With the achievement advantage among religious school students greater for low-SES students than high-SES students and greater for minority students than majority students, Jeynes concluded that both the SES and racial achievement gaps are narrower in religious schools than public schools.
Turning to the more complicated question of why religious schools have a narrower achievement gap, Jeynes examined factors relating to school culture, family, social capital, and religious commitment. Although the methodology did not allow a determination of the cause or causes of the higher student performance in religious schools, the study offered some interesting candidates and correlations.
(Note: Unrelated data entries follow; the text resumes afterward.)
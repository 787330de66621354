//! Job records and the status state machine.
//!
//! Status transitions are validated against a fixed graph; terminal
//! states absorb repeats of themselves and reject everything else. The
//! runner is the only writer, so transitions here never race.

use chrono::{DateTime, Utc};
use serde::{Deserialize, Serialize};
use std::collections::BTreeMap;
use tracing::debug;

use crate::agents::AgentSpec;
use crate::config::JobConfig;
use crate::critique::{AgentId, AgentOutcome, CritiqueTree};
use crate::judge::JudgeVerdict;

/// Identifier for review jobs.
pub type JobId = String;

/// Lifecycle status of a review job.
#[derive(Debug, Clone, Copy, PartialEq, Eq, Hash, Serialize, Deserialize)]
#[serde(rename_all = "snake_case")]
pub enum JobStatus {
    /// Accepted, not yet started.
    Pending,
    /// Pipeline in progress.
    Running,
    /// Finished with a verdict.
    Completed,
    /// Terminated without a verdict.
    Failed,
    /// Cancelled by request.
    Cancelled,
}

impl JobStatus {
    /// Statuses reachable from this one.
    pub fn valid_transitions(self) -> &'static [JobStatus] {
        match self {
            Self::Pending => &[Self::Running, Self::Cancelled, Self::Failed],
            Self::Running => &[Self::Completed, Self::Failed, Self::Cancelled],
            Self::Completed | Self::Failed | Self::Cancelled => &[],
        }
    }

    pub fn is_terminal(self) -> bool {
        self.valid_transitions().is_empty()
    }
}

impl std::fmt::Display for JobStatus {
    fn fmt(&self, f: &mut std::fmt::Formatter<'_>) -> std::fmt::Result {
        match self {
            Self::Pending => write!(f, "pending"),
            Self::Running => write!(f, "running"),
            Self::Completed => write!(f, "completed"),
            Self::Failed => write!(f, "failed"),
            Self::Cancelled => write!(f, "cancelled"),
        }
    }
}

/// Rejected status change.
#[derive(Debug, Clone, PartialEq, Eq, thiserror::Error)]
#[error("invalid transition: {from} -> {to}")]
pub struct TransitionError {
    pub from: JobStatus,
    pub to: JobStatus,
}

/// One recorded status change.
#[derive(Debug, Clone, Serialize, Deserialize)]
pub struct JobTransition {
    pub from: JobStatus,
    pub to: JobStatus,
    pub timestamp: DateTime<Utc>,
    /// Human-readable cause ("dispatch threshold missed", "cancelled by
    /// operator", ...).
    pub reason: Option<String>,
}

/// The verdict and the trees it was drawn from.
#[derive(Debug, Clone, Serialize, Deserialize)]
pub struct JobResult {
    pub verdict: JudgeVerdict,
    pub trees: BTreeMap<AgentId, CritiqueTree>,
}

/// A review job record.
#[derive(Debug, Clone, Serialize, Deserialize)]
pub struct ResearchJob {
    pub id: JobId,
    pub status: JobStatus,
    /// Who submitted the job, when the caller identifies itself.
    pub owner: Option<String>,
    /// The content under review.
    pub content: String,
    /// The goal or research question the content addresses.
    pub goal: String,
    /// Optional extra context for the panel.
    pub context: Option<String>,
    /// The agent panel this job dispatches to.
    pub agents: Vec<AgentSpec>,
    /// Knobs frozen at submission time.
    pub config: JobConfig,
    pub created_at: DateTime<Utc>,
    pub updated_at: DateTime<Utc>,
    /// Terminal outcome per agent, filled in as dispatch closes.
    #[serde(default)]
    pub agent_outcomes: BTreeMap<AgentId, AgentOutcome>,
    /// Present once the job completes.
    #[serde(default)]
    pub result: Option<JobResult>,
    /// Present once the job fails.
    #[serde(default)]
    pub failure: Option<String>,
    /// Full transition history, oldest first.
    #[serde(default)]
    pub transitions: Vec<JobTransition>,
}

impl ResearchJob {
    pub fn new(
        id: &str,
        owner: Option<String>,
        content: &str,
        goal: &str,
        context: Option<String>,
        agents: Vec<AgentSpec>,
        config: JobConfig,
    ) -> Self {
        let now = Utc::now();
        Self {
            id: id.to_string(),
            status: JobStatus::Pending,
            owner,
            content: content.to_string(),
            goal: goal.to_string(),
            context,
            agents,
            config,
            created_at: now,
            updated_at: now,
            agent_outcomes: BTreeMap::new(),
            result: None,
            failure: None,
            transitions: Vec::new(),
        }
    }

    /// Move the job to a new status.
    ///
    /// Re-entering the current terminal status is an idempotent no-op;
    /// any other move out of a terminal status, or off the transition
    /// graph, is rejected.
    pub fn transition(&mut self, to: JobStatus, reason: Option<String>) -> Result<(), TransitionError> {
        if self.status == to && self.status.is_terminal() {
            return Ok(());
        }
        if !self.status.valid_transitions().contains(&to) {
            return Err(TransitionError {
                from: self.status,
                to,
            });
        }
        let now = Utc::now();
        debug!(job_id = %self.id, from = %self.status, to = %to, "job transition");
        self.transitions.push(JobTransition {
            from: self.status,
            to,
            timestamp: now,
            reason,
        });
        self.status = to;
        self.updated_at = now;
        Ok(())
    }
}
Exploring the role played by school culture, Jeynes statistically examined five separate components, namely, school atmosphere, racial harmony, level of school discipline, school violence, and amount of homework done. According to the report, “The results demonstrate that religious schools outperform nonreligious schools in all of the five school trait categories and in nearly all of the individual questions that make up those categories.” The study also found that religious school students enjoyed an advantage over public school students in the three learning habits that were most strongly related to academic achievement: taking harder courses, diligence, and overall work habits.
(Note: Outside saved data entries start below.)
//! Multi-agent critique orchestration.
//!
//! This library drives a panel of critique agents against a piece of
//! content and condenses their findings into one scored verdict:
//! - Dispatch: bounded concurrent fan-out with timeout and retry per agent
//! - Tree building: raw agent output validated into critique trees
//! - Arbitration: cross-agent adjustments applied to the tree set
//! - Judgment: verdict synthesis with a deterministic fallback
//! - Jobs: a persisted state machine covering the whole lifecycle
//!
//! The reasoning service behind the agents is a trait seam
//! ([`ReasoningService`]); the core never talks to a model directly.

pub mod agents;
pub mod arbitration;
pub mod config;
pub mod critique;
pub mod dispatch;
pub mod events;
pub mod job;
pub mod judge;

// Re-export agent seam types
pub use agents::{
    AgentError, AgentKind, AgentResult, AgentSpec, ArbitrationRequest, CritiqueRequest,
    JudgeRequest, ReasoningService,
};

// Re-export critique model types
pub use critique::{
    AgentId, AgentOutcome, BuildError, CritiqueNode, CritiqueTree, NodePath, Severity, TreeBuilder,
};

// Re-export dispatch types
pub use dispatch::{AgentDispatcher, AgentReport, DispatchError, DispatchOutcome};

// Re-export arbitration types
pub use arbitration::{
    apply_adjustments, ArbitrationAdjustment, ArbitrationEngine, ArbitrationReport,
};

// Re-export judge types
pub use judge::{fallback_score, JudgeSynthesizer, JudgeVerdict, VerdictFlags};

// Re-export job lifecycle types
pub use job::{
    InMemoryJobStore, JobError, JobId, JobResult, JobRunner, JobStatus, JobStatusView, JobStore,
    JobSubmission, ResearchJob, SharedJobStore, StoreError, SubmitError, TransitionError,
};

// Re-export event types
pub use events::{EventBus, EventSink, JobEvent, SharedEventSink};

// Re-export configuration types
pub use config::{JobConfig, OrchestratorConfig, SeverityWeights};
Jeynes reviewed the research literature for clues about other possible explanations for private school achievement. Parental involvement, religiously committed parents, intact families, and caring teachers were all potential contributing factors. Jeynes also explained that religious schools encourage a religious commitment among students, which could affect achievement because of an associated religious work ethic, a stronger internal “locus of control,” and “the tendency for religious people to avoid behaviors that are typically regarded as undisciplined and harmful to educational achievement.”
In connection with what he described as one of the study’s most notable findings, Jeynes looked at what happens to the achievement gap for religiously committed students from intact families. He found what he called an “amazing” result: “The achievement gap disappears.” Put another way, “[W]hen the data are adjusted for SES and gender, black and Hispanic adolescents who are religious and from intact families do just as well academically as white students.”
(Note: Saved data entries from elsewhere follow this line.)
/// Drives jobs through dispatch, arbitration, and judgment.
pub struct JobRunner {
    store: Arc<dyn JobStore>,
    service: Arc<dyn ReasoningService>,
    events: Arc<dyn EventSink>,
    defaults: JobConfig,
    cancels: RwLock<HashMap<JobId, watch::Sender<bool>>>,
}

impl JobRunner {
    pub fn new(
        store: Arc<dyn JobStore>,
        service: Arc<dyn ReasoningService>,
        events: Arc<dyn EventSink>,
    ) -> Self {
        Self {
            store,
            service,
            events,
            defaults: JobConfig::default(),
            cancels: RwLock::new(HashMap::new()),
        }
    }

    /// Override the default per-job knobs.
    pub fn with_defaults(mut self, defaults: JobConfig) -> Self {
        self.defaults = defaults;
        self
    }

    pub fn shared(self) -> Arc<JobRunner> {
        Arc::new(self)
    }

    /// Validate and record a submission. The job is persisted as
    /// pending; nothing runs until [`run`](Self::run).
    pub fn submit(&self, submission: JobSubmission) -> Result<JobId, SubmitError> {
        if submission.content.trim().is_empty() {
            return Err(SubmitError::EmptyContent);
        }
        if submission.goal.trim().is_empty() {
            return Err(SubmitError::EmptyGoal);
        }

        let agents = submission.agents.unwrap_or_else(AgentSpec::default_panel);
        if agents.is_empty() {
            return Err(SubmitError::NoAgents);
        }
        let mut seen = HashSet::new();
        for agent in &agents {
            if !seen.insert(agent.id.clone()) {
                return Err(SubmitError::DuplicateAgentId(agent.id.clone()));
            }
        }
        let config = submission
            .config
            .unwrap_or_else(|| self.defaults.clone());
        if config.min_successful_agents > agents.len() {
            return Err(SubmitError::ThresholdUnreachable {
                required: config.min_successful_agents,
                panel: agents.len(),
            });
        }

        let id = submission
            .id
            .unwrap_or_else(|| uuid::Uuid::new_v4().to_string());
        let job = ResearchJob::new(
            &id,
            submission.owner,
            &submission.content,
            &submission.goal,
            submission.context,
            agents,
            config,
        );

        self.store.create(job).map_err(|e| match e {
            StoreError::DuplicateJob(id) => SubmitError::DuplicateJob(id),
            other => SubmitError::Store(other),
        })?;
        info!(job_id = %id, "job submitted");
        Ok(id)
    }

    /// Run a pending job to a terminal status.
    ///
    /// Returns the verdict on completion. On failure the job record
    /// carries the cause; cancellation and the job deadline surface as
    /// their own error variants.
    pub async fn run(&self, id: &str) -> Result<JudgeVerdict, JobError> {
        let mut job = self.store.get(id)?;
        if job.status != JobStatus::Pending {
            return Err(JobError::NotPending(job.status));
        }

        // The sender must be registered before the job reads as
        // running, or a cancel issued right after the status flip
        // finds no channel to signal.
        let (cancel_tx, cancel_rx) = watch::channel(false);
        if let Ok(mut cancels) = self.cancels.write() {
            cancels.insert(job.id.clone(), cancel_tx);
        }

        if let Err(err) = self.set_status(&mut job, JobStatus::Running, None) {
            if let Ok(mut cancels) = self.cancels.write() {
                cancels.remove(&job.id);
            }
            return Err(err);
        }

        let deadline = job.config.job_deadline();
        let outcome = timeout(deadline, self.run_pipeline(&mut job, cancel_rx)).await;

        if let Ok(mut cancels) = self.cancels.write() {
            cancels.remove(&job.id);
        }

        match outcome {
            Ok(Ok(verdict)) => {
                self.set_status(&mut job, JobStatus::Completed, None)?;
                Ok(verdict)
            }
            Ok(Err(JobError::Cancelled)) => {
                self.set_status(
                    &mut job,
                    JobStatus::Cancelled,
                    Some("cancelled by request".to_string()),
                )?;
                Err(JobError::Cancelled)
            }
            Ok(Err(err)) => {
                job.failure = Some(err.to_string());
                self.set_status(&mut job, JobStatus::Failed, Some(err.to_string()))?;
                Err(err)
            }
            Err(_) => {
                // Deadline elapsed; whatever the pipeline had produced
                // is discarded.
                warn!(job_id = %job.id, deadline_ms = job.config.job_deadline_ms, "job deadline exceeded");
                let err = JobError::DeadlineExceeded;
                job.failure = Some(err.to_string());
                self.set_status(&mut job, JobStatus::Failed, Some(err.to_string()))?;
                Err(err)
            }
        }
    }

    async fn run_pipeline(
        &self,
        job: &mut ResearchJob,
        mut cancel: watch::Receiver<bool>,
    ) -> Result<JudgeVerdict, JobError> {
        let request = CritiqueRequest {
            content: job.content.clone(),
            goal: job.goal.clone(),
            context: job.context.clone(),
        };

        let dispatcher = AgentDispatcher::new(self.service.clone(), self.events.clone());
        let mut outcome = dispatcher
            .dispatch(&job.id, &request, &job.agents, &job.config, cancel.clone())
            .await;

        job.agent_outcomes = outcome.outcomes();
        self.store.update(job.clone())?;

        if outcome.cancelled {
            return Err(JobError::Cancelled);
        }
        outcome
            .ensure_threshold(job.config.min_successful_agents)
            .map_err(|DispatchError::InsufficientAgents { succeeded, required }| {
                JobError::InsufficientAgents { succeeded, required }
            })?;

        let skipped = outcome.skipped();
        let mut trees = outcome.take_trees();

        // Cancellation stays observable between stages; a signal
        // during arbitration or judging drops the in-flight call.
        let engine = ArbitrationEngine::new(self.service.clone(), self.events.clone());
        let report = tokio::select! {
            report = engine.arbitrate(&job.id, &job.goal, &mut trees) => Some(report),
            _ = wait_cancelled(&mut cancel) => None,
        };
        let Some(report) = report else {
            return Err(JobError::Cancelled);
        };

        let judge = JudgeSynthesizer::new(self.service.clone(), self.events.clone());
        let verdict = tokio::select! {
            verdict = judge.synthesize(
                &job.id,
                &job.goal,
                &trees,
                &report,
                skipped,
                job.config.judge_retries,
            ) => Some(verdict),
            _ = wait_cancelled(&mut cancel) => None,
        };
        let Some(verdict) = verdict else {
            return Err(JobError::Cancelled);
        };

        job.result = Some(crate::job::state::JobResult {
            verdict: verdict.clone(),
            trees,
        });
        self.store.update(job.clone())?;

        Ok(verdict)
    }

    /// Request cancellation.
    ///
    /// A pending job moves straight to cancelled; a running job is
    /// signalled and settles through its pipeline. Repeats on an
    /// already-cancelled job are no-ops.
    pub fn cancel(&self, id: &str) -> Result<(), JobError> {
        let mut job = self.store.get(id)?;
        match job.status {
            JobStatus::Pending => {
                self.set_status(
                    &mut job,
                    JobStatus::Cancelled,
                    Some("cancelled before start".to_string()),
                )?;
                Ok(())
            }
            JobStatus::Running => {
                if let Ok(cancels) = self.cancels.read() {
                    if let Some(tx) = cancels.get(id) {
                        // Receiver side may already be gone; settling
                        // happens in run() either way.
                        let _ = tx.send(true);
                    }
                }
                Ok(())
            }
            JobStatus::Cancelled => Ok(()),
            other => Err(JobError::Transition(TransitionError {
                from: other,
                to: JobStatus::Cancelled,
            })),
        }
    }

    /// Current status of a job.
    pub fn status(&self, id: &str) -> Result<JobStatus, JobError> {
        Ok(self.store.get(id)?.status)
    }

    /// Consumer-facing snapshot of a job's progress and outcome.
    pub fn view(&self, id: &str) -> Result<JobStatusView, JobError> {
        let job = self.store.get(id)?;
        Ok(JobStatusView {
            id: job.id,
            status: job.status,
            agent_outcomes: job.agent_outcomes,
            verdict: job.result.map(|r| r.verdict),
            failure: job.failure,
        })
    }

    /// Full job record.
    pub fn get(&self, id: &str) -> Result<ResearchJob, JobError> {
        Ok(self.store.get(id)?)
    }

    fn set_status(
        &self,
        job: &mut ResearchJob,
        to: JobStatus,
        reason: Option<String>,
    ) -> Result<(), JobError> {
        let old = job.status;
        job.transition(to, reason)?;
        self.store.update(job.clone())?;
        if old != job.status {
            self.events.publish(JobEvent::JobStatusChanged {
                job_id: job.id.clone(),
                old,
                new: job.status,
                timestamp: chrono::Utc::now(),
            });
        }
        Ok(())
    }
}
Turning to the policy implications of the study, Jeynes suggested that “showing that factors as simple as religious commitment, religious schools, and family structure can reduce or eliminate the gap may inspire educators and social scientists to encourage policies that are supportive of faith and the family so that the gap can be narrowed significantly.” He argued that including private schools in school choice initiatives “conceivably could improve the overall quality of the U.S. education system,” and he suggested that public schools “can benefit by imitating some of the strengths of the religious school model.”
Jeynes concluded that “religious education is a vibrant part of the education system in the United States” and called for further study on “why students from religious schools outperform students in public schools.”